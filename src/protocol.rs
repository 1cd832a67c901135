//! Message-level contract shared by every transport.
//!
//! Clients send `{"type": "vote", "color": ...}` or `{"type": "reset"}`, optionally
//! with a numeric `id` that the server echoes in its reply to that request.
//! The server pushes [`ServerMessage`] frames tagged as `{"event": ..., "data": ...}`.

use crate::error::PollError;
use crate::tally::{Color, Tally};
use serde::{Deserialize, Serialize};
use serde_json::json;
use std::time::Duration;

/// How long a participant waits after a successful vote.
pub const COOLDOWN_SECS: u32 = 10;

/// Granularity of the client-side countdown.
pub const COOLDOWN_TICK: Duration = Duration::from_secs(1);

pub const EVENT_TALLY_UPDATE: &str = "tally-update";
pub const EVENT_COOLDOWN_CLEAR: &str = "cooldown-clear";

#[derive(Debug, Clone, Copy, PartialEq, Eq)]
pub enum ClientMessage {
    Vote(Color),
    Reset,
}

#[derive(Deserialize)]
#[serde(tag = "type", rename_all = "lowercase")]
enum RawClientMessage {
    Vote { color: Option<serde_json::Value> },
    Reset,
}

#[derive(Deserialize)]
struct RequestId {
    id: Option<u64>,
}

/// Best-effort lookup of the `id` a client attached to a request.
pub fn request_id(text: &str) -> Option<u64> {
    serde_json::from_str::<RequestId>(text).ok().and_then(|r| r.id)
}

impl ClientMessage {
    pub fn from_slice(body: &[u8]) -> Result<Self, PollError> {
        let raw: RawClientMessage = serde_json::from_slice(body)?;
        Self::from_raw(raw)
    }

    pub fn from_text(text: &str) -> Result<Self, PollError> {
        let raw: RawClientMessage = serde_json::from_str(text)?;
        Self::from_raw(raw)
    }

    fn from_raw(raw: RawClientMessage) -> Result<Self, PollError> {
        match raw {
            RawClientMessage::Reset => Ok(ClientMessage::Reset),
            RawClientMessage::Vote { color: None } => Err(PollError::MalformedRequest(
                "vote is missing a color".to_string(),
            )),
            RawClientMessage::Vote {
                color: Some(serde_json::Value::String(color)),
            } => Ok(ClientMessage::Vote(color.parse()?)),
            RawClientMessage::Vote { color: Some(other) } => Err(PollError::MalformedRequest(
                format!("color must be a string, got {other}"),
            )),
        }
    }

    pub fn to_json(&self) -> serde_json::Value {
        match self {
            ClientMessage::Vote(color) => json!({ "type": "vote", "color": color }),
            ClientMessage::Reset => json!({ "type": "reset" }),
        }
    }

    pub fn to_json_with_id(&self, id: u64) -> serde_json::Value {
        let mut value = self.to_json();
        value["id"] = json!(id);
        value
    }
}

/// Frames pushed from the server over the socket transport.
#[derive(Debug, Clone, PartialEq, Eq, Serialize, Deserialize)]
#[serde(tag = "event", content = "data", rename_all = "kebab-case")]
pub enum ServerMessage {
    /// Replaces the client's view of the tally. Sent to everyone.
    TallyUpdate(Tally),
    /// Forces every cooldown back to zero. Sent to everyone.
    CooldownClear {},
    /// The origin's own vote or reset was applied.
    Accepted {
        #[serde(default, skip_serializing_if = "Option::is_none")]
        id: Option<u64>,
        tally: Tally,
    },
    /// The origin's request was rejected. Never broadcast.
    Error {
        #[serde(default, skip_serializing_if = "Option::is_none")]
        id: Option<u64>,
        error: String,
        details: String,
    },
}

impl ServerMessage {
    pub fn rejected(id: Option<u64>, err: &PollError) -> Self {
        ServerMessage::Error {
            id,
            error: err.label().to_string(),
            details: err.to_string(),
        }
    }
}

#[cfg(test)]
mod tests {
    use super::*;

    #[test]
    fn parses_vote_and_reset() {
        assert_eq!(
            ClientMessage::from_text(r#"{"type":"vote","color":"neutral"}"#).unwrap(),
            ClientMessage::Vote(Color::Neutral)
        );
        assert_eq!(
            ClientMessage::from_slice(br#"{"type":"reset"}"#).unwrap(),
            ClientMessage::Reset
        );
    }

    #[test]
    fn unknown_color_is_invalid_color() {
        let err = ClientMessage::from_text(r#"{"type":"vote","color":"blue"}"#).unwrap_err();
        assert!(matches!(err, PollError::InvalidColor(_)));
    }

    #[test]
    fn structural_problems_are_malformed() {
        for body in [
            "not json",
            r#"{"color":"agree"}"#,
            r#"{"type":"vote"}"#,
            r#"{"type":"vote","color":3}"#,
            r#"{"type":"shout"}"#,
            "[]",
        ] {
            let err = ClientMessage::from_text(body).unwrap_err();
            assert!(
                matches!(err, PollError::MalformedRequest(_)),
                "{body} gave {err:?}"
            );
        }
    }

    #[test]
    fn server_frames_have_event_and_data() {
        let frame = serde_json::to_value(ServerMessage::TallyUpdate(Tally {
            agree: 1,
            neutral: 0,
            disagree: 2,
        }))
        .unwrap();
        assert_eq!(
            frame,
            json!({"event": "tally-update", "data": {"agree": 1, "neutral": 0, "disagree": 2}})
        );

        let frame = serde_json::to_value(ServerMessage::CooldownClear {}).unwrap();
        assert_eq!(frame, json!({"event": "cooldown-clear", "data": {}}));
    }

    #[test]
    fn request_id_is_read_without_affecting_parsing() {
        let text = ClientMessage::Reset.to_json_with_id(7).to_string();
        assert_eq!(request_id(&text), Some(7));
        assert_eq!(ClientMessage::from_text(&text).unwrap(), ClientMessage::Reset);

        let text = r#"{"type":"vote","color":"blue","id":3}"#;
        assert_eq!(request_id(text), Some(3));
        assert!(matches!(
            ClientMessage::from_text(text),
            Err(PollError::InvalidColor(_))
        ));
        assert_eq!(request_id("not json"), None);
    }

    #[test]
    fn replies_echo_the_request_id() {
        let frame = serde_json::to_value(ServerMessage::rejected(
            Some(4),
            &PollError::Unauthorized,
        ))
        .unwrap();
        assert_eq!(
            frame,
            json!({"event": "error", "data": {"id": 4, "error": "Unauthorized", "details": "Unauthorized"}})
        );
    }

    #[test]
    fn client_message_json_round_trips_through_parser() {
        let text = ClientMessage::Vote(Color::Disagree).to_json().to_string();
        assert_eq!(
            ClientMessage::from_text(&text).unwrap(),
            ClientMessage::Vote(Color::Disagree)
        );
    }
}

□ □ □ □

What the exercise asks: Number of lines containing the word "Sent" in the listing: state it, and add no other text.

Exercise output: 2